Neurofibromatosis (NF) loosely translates to mean ‘nerve tumour increase’. It is one of the most common neuro-genetic conditions, causing tumours to grow on nerve endings and with many associated medical issues. NF is an incredibly variable condition and might vary from one person to another even within the same family. Some people may be affected very mildly and have very few health complications. Others may have many more complications, or more serious complications that can seriously impact daily life, and restrict what they can do
The term NF is an umbrella term for three conditions: Neurofibromatosis Type 1, Neurofibromatosis Type 2, and Schwannomatosis.
People diagnosed with NF are both vulnerable and often isolated. Most GPs will have only a handful of patients on their list, so their experience is likely to be limited, and non-medical professionals may have little or no knowledge of the condition. Out of this need for better understanding the charity Nerve Tumours UK was formed 40 years ago by a group of parents, each having a child diagnosed with neurofibromatosis.
WHAT TO DO NERVE TUMOURS UK DO?
A predominantly community-based service, comprised of regional Specialist NF Nurses and Advisors, a national helpline and much more, Nerve Tumours UK funds a unique specialist support network for the 26,500 plus children and adults diagnosed with NF.
The charity offers both medical and non-medical advice and support, in a variety of environments to help suit the complex needs of people with this varied condition. The services support the affected individual and its family from first diagnosis to education and transition into the workspace.
ELLA AND HER BLOG
One such person is Ella, a teen with Neurofibromatosis Type 1. She writes a blog with regular updates documenting her experiences of living with the condition in order to help other people that are going through something similar. She hopes that:
“By sharing not just the bad things but the good ones too, I might help those young people to feel they are not alone and stress that these issues are totally normal for any teen.”
You can read all about her experience with the Nerve Tumour UK charity, as well as her ongoing academic journey to university during the coronavirus pandemic at the website here.
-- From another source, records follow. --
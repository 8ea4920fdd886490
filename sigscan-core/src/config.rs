//! Strategy configuration — the immutable per-evaluation input.
//!
//! Defaults mirror the original knob set: absent weights mean 1.0, all four
//! regimes are allowed, and the soft-combine parameters carry their shipped
//! defaults. Validation fails fast on malformed numeric fields instead of
//! silently coercing at the point of use.

use serde::{Deserialize, Serialize};
use std::collections::{BTreeMap, BTreeSet};

use crate::domain::{DetectorId, Family, Regime};

/// Errors raised by [`StrategyConfig::validate`].
#[derive(Debug, thiserror::Error)]
pub enum ConfigError {
    #[error("strategy_id must be non-empty")]
    MissingStrategyId,
    #[error("strategy `{strategy_id}`: field `{field}` must be finite, got {value}")]
    NonFinite {
        strategy_id: String,
        field: &'static str,
        value: f64,
    },
    #[error("strategy `{strategy_id}`: field `{field}` must be non-negative, got {value}")]
    Negative {
        strategy_id: String,
        field: &'static str,
        value: f64,
    },
    #[error("strategy `{strategy_id}`: weight for `{key}` must be finite and non-negative, got {value}")]
    BadWeight {
        strategy_id: String,
        key: String,
        value: f64,
    },
    #[error("strategy `{strategy_id}`: allowed_regimes must not be empty")]
    NoAllowedRegimes { strategy_id: String },
}

fn default_enabled() -> bool {
    true
}

fn default_min_score() -> f64 {
    1.0
}

fn default_min_rr() -> f64 {
    2.0
}

fn default_conflict_epsilon() -> f64 {
    0.05
}

fn default_confluence_bonus() -> f64 {
    0.25
}

fn default_allowed_regimes() -> BTreeSet<Regime> {
    Regime::ALL.into_iter().collect()
}

/// Immutable per-evaluation strategy configuration.
///
/// The engine treats this as read-only input; validation happens once at the
/// start of an evaluation (or after deserialization) and is fatal on failure.
#[derive(Debug, Clone, PartialEq, Serialize, Deserialize)]
pub struct StrategyConfig {
    pub strategy_id: String,

    #[serde(default = "default_enabled")]
    pub enabled: bool,

    /// When true, unknown detector ids are skipped with a diagnostic instead
    /// of failing the evaluation. Strict by default.
    #[serde(default)]
    pub lenient: bool,

    /// Allow-list of detector ids to run.
    #[serde(default)]
    pub detectors: BTreeSet<DetectorId>,

    /// Per-detector weight overrides; absent means 1.0.
    #[serde(default)]
    pub detector_weights: BTreeMap<DetectorId, f64>,

    /// Per-family weight overrides; absent means 1.0.
    #[serde(default)]
    pub family_weights: BTreeMap<Family, f64>,

    #[serde(default = "default_allowed_regimes")]
    pub allowed_regimes: BTreeSet<Regime>,

    #[serde(default = "default_min_score")]
    pub min_score: f64,

    #[serde(default = "default_min_rr")]
    pub min_rr: f64,

    /// Score-difference threshold below which an opposing-direction conflict
    /// is too close to call.
    #[serde(default = "default_conflict_epsilon")]
    pub conflict_epsilon: f64,

    /// Additive bonus per distinct extra family agreeing on a zone.
    #[serde(default = "default_confluence_bonus")]
    pub confluence_bonus_per_family: f64,
}

impl StrategyConfig {
    /// Minimal config enabling the given detectors, with all defaults.
    pub fn new(strategy_id: impl Into<String>, detectors: impl IntoIterator<Item = DetectorId>) -> Self {
        Self {
            strategy_id: strategy_id.into(),
            enabled: true,
            lenient: false,
            detectors: detectors.into_iter().collect(),
            detector_weights: BTreeMap::new(),
            family_weights: BTreeMap::new(),
            allowed_regimes: default_allowed_regimes(),
            min_score: default_min_score(),
            min_rr: default_min_rr(),
            conflict_epsilon: default_conflict_epsilon(),
            confluence_bonus_per_family: default_confluence_bonus(),
        }
    }

    /// Detector weight with the 1.0 fallback — never an error.
    pub fn detector_weight(&self, detector_id: &str) -> f64 {
        self.detector_weights.get(detector_id).copied().unwrap_or(1.0)
    }

    /// Family weight with the 1.0 fallback — never an error.
    pub fn family_weight(&self, family: &str) -> f64 {
        self.family_weights.get(family).copied().unwrap_or(1.0)
    }

    /// Fail-fast structural validation.
    pub fn validate(&self) -> Result<(), ConfigError> {
        if self.strategy_id.trim().is_empty() {
            return Err(ConfigError::MissingStrategyId);
        }

        let numeric_fields = [
            ("min_score", self.min_score),
            ("min_rr", self.min_rr),
            ("conflict_epsilon", self.conflict_epsilon),
            ("confluence_bonus_per_family", self.confluence_bonus_per_family),
        ];
        for (field, value) in numeric_fields {
            if !value.is_finite() {
                return Err(ConfigError::NonFinite {
                    strategy_id: self.strategy_id.clone(),
                    field,
                    value,
                });
            }
        }
        for (field, value) in [
            ("min_rr", self.min_rr),
            ("conflict_epsilon", self.conflict_epsilon),
            ("confluence_bonus_per_family", self.confluence_bonus_per_family),
        ] {
            if value < 0.0 {
                return Err(ConfigError::Negative {
                    strategy_id: self.strategy_id.clone(),
                    field,
                    value,
                });
            }
        }

        for (key, &value) in self.detector_weights.iter().chain(self.family_weights.iter()) {
            if !value.is_finite() || value < 0.0 {
                return Err(ConfigError::BadWeight {
                    strategy_id: self.strategy_id.clone(),
                    key: key.clone(),
                    value,
                });
            }
        }

        if self.allowed_regimes.is_empty() {
            return Err(ConfigError::NoAllowedRegimes {
                strategy_id: self.strategy_id.clone(),
            });
        }

        Ok(())
    }

    /// Deterministic configuration fingerprint.
    ///
    /// `BTreeMap`/`BTreeSet` fields give the JSON canonical key order, so two
    /// identical configs hash identically across runs and platforms.
    pub fn config_id(&self) -> String {
        let json = serde_json::to_string(self).expect("StrategyConfig must serialize");
        blake3::hash(json.as_bytes()).to_hex().to_string()
    }
}

#[cfg(test)]
mod tests {
    use super::*;

    fn sample() -> StrategyConfig {
        let mut config = StrategyConfig::new(
            "structure_confluence",
            ["break_retest".to_string(), "double_top_bottom".to_string()],
        );
        config.detector_weights.insert("break_retest".into(), 1.3);
        config.family_weights.insert("structure".into(), 1.3);
        config
    }

    #[test]
    fn defaults_apply_on_deserialization() {
        let config: StrategyConfig =
            serde_json::from_str(r#"{"strategy_id": "bare"}"#).unwrap();
        assert!(config.enabled);
        assert!(!config.lenient);
        assert_eq!(config.min_score, 1.0);
        assert_eq!(config.min_rr, 2.0);
        assert_eq!(config.conflict_epsilon, 0.05);
        assert_eq!(config.confluence_bonus_per_family, 0.25);
        assert_eq!(config.allowed_regimes.len(), 4);
        assert!(config.validate().is_ok());
    }

    #[test]
    fn absent_weights_fall_back_to_one() {
        let config = sample();
        assert_eq!(config.detector_weight("break_retest"), 1.3);
        assert_eq!(config.detector_weight("never_registered"), 1.0);
        assert_eq!(config.family_weight("structure"), 1.3);
        assert_eq!(config.family_weight("fibo"), 1.0);
    }

    #[test]
    fn validate_rejects_empty_strategy_id() {
        let mut config = sample();
        config.strategy_id = "  ".into();
        assert!(matches!(
            config.validate(),
            Err(ConfigError::MissingStrategyId)
        ));
    }

    #[test]
    fn validate_rejects_non_finite_threshold() {
        let mut config = sample();
        config.min_score = f64::NAN;
        assert!(matches!(
            config.validate(),
            Err(ConfigError::NonFinite { field: "min_score", .. })
        ));
    }

    #[test]
    fn validate_rejects_negative_epsilon() {
        let mut config = sample();
        config.conflict_epsilon = -0.01;
        assert!(matches!(
            config.validate(),
            Err(ConfigError::Negative { field: "conflict_epsilon", .. })
        ));
    }

    #[test]
    fn validate_rejects_bad_weight() {
        let mut config = sample();
        config.family_weights.insert("fibo".into(), f64::INFINITY);
        assert!(matches!(config.validate(), Err(ConfigError::BadWeight { .. })));
    }

    #[test]
    fn validate_rejects_empty_regime_allowlist() {
        let mut config = sample();
        config.allowed_regimes.clear();
        assert!(matches!(
            config.validate(),
            Err(ConfigError::NoAllowedRegimes { .. })
        ));
    }

    #[test]
    fn config_id_is_stable_and_sensitive() {
        let config = sample();
        assert_eq!(config.config_id(), config.config_id());
        let mut other = sample();
        other.min_score = 1.5;
        assert_ne!(config.config_id(), other.config_id());
    }
}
Over 60% of patients will have learning disabilities, yet support is often non-existent or inappropriate, which can make the child’s experience at school difficult and unproductive. Therefore, one of the main services offered by Nerve Tumours UK is a Schools Advisory Service for teachers and parents of children with NF, who are experiencing difficulties at school.
Likewise, in the workplace, we offer an advisory service for employers, who will not have heard of Neurofibromatosis, and will not be aware of how the condition may affect an individual. We can host training sessions for HR and senior managers.
Adults may also need help with information on benefits, how the benefit system can help them, and how to access and apply for such information and support.
The Board of Trustees continues its links directly to the membership base, as it is partly composed of people with the condition, those with a family member diagnosed with NF, and by medics specialising in NF. The core aims of the charity were, and still are, driven by the needs of the NF community, particularly and
primarily for those diagnosed with the condition, but now also from the needs of the medical profession, who we also advise and support.
We are overseen by a Medical Advisory Board (MAB), comprising fourteen leading experts in the NF field, and chaired by the leading expert in Europe, who is also named in the top two in the world. Steered by the MAB, our service continues to meet the communities ongoing needs as well as embrace new initiatives and ideas as medicine and research progresses. Our services are consistently evaluated through patient feedback, consultation with medical professionals including the four English Specialist Centres for NF.
The Nerve Tumour website shares the personal stories of many different people affected by NF, all at different points in their journey.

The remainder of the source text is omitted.